Buddhist Cartography: Uncharted Silence.
March 17, 2014 § Leave a comment
Each of us is a walking atlas of inner maps that we use to navigate through life.
We have a primary map drawn through the brain’s ability to give form to the world through the use of language and the word. This map gives our world a sense of stability and permanence that we call reality.
We have inner maps drawn by our families, culture and religion. Others we’ve had more of a hand in drawing, such as friendship and relationship maps. And, of course, there is the map we call the self, the map of who we think and believe our self to be.
Our atlases are the creation of the left side of the brain. This part of the brain has its own type of GPS, or Global Positioning System, that it uses to select the map most appropriate for any given situation. When you walk into a crowded room, for example, your internal GPS will pick up relevant signals and then select a map that tells you how to feel about the room, whether to leave or continue in and, if appropriate, it will even direct you where and with whom to sit.
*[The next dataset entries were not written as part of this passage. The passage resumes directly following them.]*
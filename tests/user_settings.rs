//! User settings and the settings dialog on top of a two-tier cache.

mod common;

use common::{tiered_with, SwitchableRemote};
use gpt_ai_translator::cache::RemoteCache;
use gpt_ai_translator::settings::DEFAULT_TRANSLATE_LANGUAGE;
use gpt_ai_translator::{Reply, SettingsDialog, UserSettingsManager};
use serde_json::json;
use std::sync::Arc;

fn manager(remote: &Arc<SwitchableRemote>) -> UserSettingsManager {
    UserSettingsManager::new(Arc::new(tiered_with(16, remote)), "gpt-ai-translator")
}

#[tokio::test]
async fn test_settings_survive_process_restart() {
    let remote = Arc::new(SwitchableRemote::default());

    let first = manager(&remote);
    first.ensure_initialized("U1").await.unwrap();
    first.set_translate_language("U1", "Vietnamese").await.unwrap();

    // A new process starts with an empty local tier.
    let second = manager(&remote);
    let prefs = second.preferences("U1").await.unwrap();
    assert_eq!(prefs.translate_language, "Vietnamese");
    assert_eq!(
        remote.inner.get("gpt-ai-translator.U1.settings").await.unwrap(),
        Some(json!({
            "translate_language": "Vietnamese",
            "audio_language": "Traditional Chinese"
        }))
    );
}

#[tokio::test]
async fn test_get_settings_surfaces_remote_outage() {
    let remote = Arc::new(SwitchableRemote::default());
    let settings = manager(&remote);
    remote.set_offline(true);

    let err = settings.get_settings("U2").await.unwrap_err();
    assert!(err.is_remote_unavailable());
}

#[tokio::test]
async fn test_dialog_degrades_to_defaults_when_remote_down() {
    let remote = Arc::new(SwitchableRemote::default());
    let dialog = SettingsDialog::new(manager(&remote));
    remote.set_offline(true);

    let reply = dialog.handle_text("U3", "你好").await.unwrap();
    assert_eq!(
        reply,
        Reply::Translate {
            text: "你好".into(),
            target_language: DEFAULT_TRANSLATE_LANGUAGE.into(),
        }
    );
}

#[tokio::test]
async fn test_dialog_keeps_local_choice_during_outage() {
    let remote = Arc::new(SwitchableRemote::default());
    let dialog = SettingsDialog::new(manager(&remote));
    dialog.handle_text("U4", "目前設定").await.unwrap();

    remote.set_offline(true);
    dialog
        .handle_text("U4", "設定打字後翻譯為 韓文")
        .await
        .unwrap();
    let reply = dialog.handle_text("U4", "안녕").await.unwrap();
    assert_eq!(
        reply,
        Reply::Translate {
            text: "안녕".into(),
            target_language: "Korean".into(),
        }
    );
}

#[tokio::test]
async fn test_outage_write_for_uncached_user_stays_local() {
    let remote = Arc::new(SwitchableRemote::default());
    let cache = Arc::new(tiered_with(16, &remote));
    let dialog = SettingsDialog::new(UserSettingsManager::new(Arc::clone(&cache), "bot"));
    remote.set_offline(true);

    let reply = dialog
        .handle_text("U9", "設定打字後翻譯為 德文")
        .await
        .unwrap();
    assert_eq!(
        reply,
        Reply::Text("設定完畢！\n我方語言：繁體中文（Traditional Chinese）\n對方語言：德文（German）".into())
    );
    assert!(cache.local().contains("bot.U9.settings"));

    let reply = dialog.handle_text("U9", "hallo").await.unwrap();
    assert_eq!(
        reply,
        Reply::Translate {
            text: "hallo".into(),
            target_language: "German".into(),
        }
    );
}

#[tokio::test]
async fn test_set_settings_reports_outage_after_local_write() {
    let remote = Arc::new(SwitchableRemote::default());
    let cache = Arc::new(tiered_with(16, &remote));
    let settings = UserSettingsManager::new(Arc::clone(&cache), "bot");
    remote.set_offline(true);

    let err = settings
        .set_audio_language("U10", "Japanese")
        .await
        .unwrap_err();
    assert!(err.is_remote_unavailable());
    assert_eq!(
        cache.local().get("bot.U10.settings"),
        Some(json!({"audio_language": "Japanese"}))
    );
    assert_eq!(remote.inner.get("bot.U10.settings").await.unwrap(), None);
}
Inner maps are sets of rules and judgments that direct behavior and thought. We are usually not aware of their influence, as they typically lie either on the periphery of consciousness or entirely in the unconscious. But the maps selected by our internal GPS determine to a large extent how we behave, what we feel and most of what we believe to be the choices made of our own free will.
The left side of the brain evaluates every passing moment of your life, making constant references to rules and judgments picked up in childhood. It selects inner maps that direct you how to feel and what to think. This process is often referred to in today’s spiritual literature as your “story”. But if you want to know your true nature, you must still the story. You must stop judging and close your atlas.
Mindfulness and meditation allows you to become aware of the story contained in your atlas. To still the story, it helps to see your everyday thoughts as maps drawn by the left side of the brain. It helps to see them as automatic processing that can go on without your conscious attention. As such, they are not really you or your thoughts, so they can be put aside without any loss. Then your attention can be turned to the non-thinking, right side of the brain wherein lies silence.
The right side of the brain is the non-verbal side so when you disengage from thought, you open the door to silence. This is what is meant when the mystic tells you to still your thoughts, or when the Buddhist tells you to turn your mind to stillness.
If uncertain what is meant here, use mindfulness to see how your brain constantly judges, thinks and speaks. Then ask yourself what it would be like if your brain could not do this; if you were not able to speak or communicate verbally. Your answer cannot be in words which means your thinking brain cannot respond. This creates a momentary stepping back from thought. Gently hold onto that feeling.
As the brain will want to start up again you must focus the awareness on this feeling of not thinking. Over time you will find that you can maintain this awareness even as the left side of the brain still thinks in the background. Your aim is to take this disengagement into meditation and deepen it.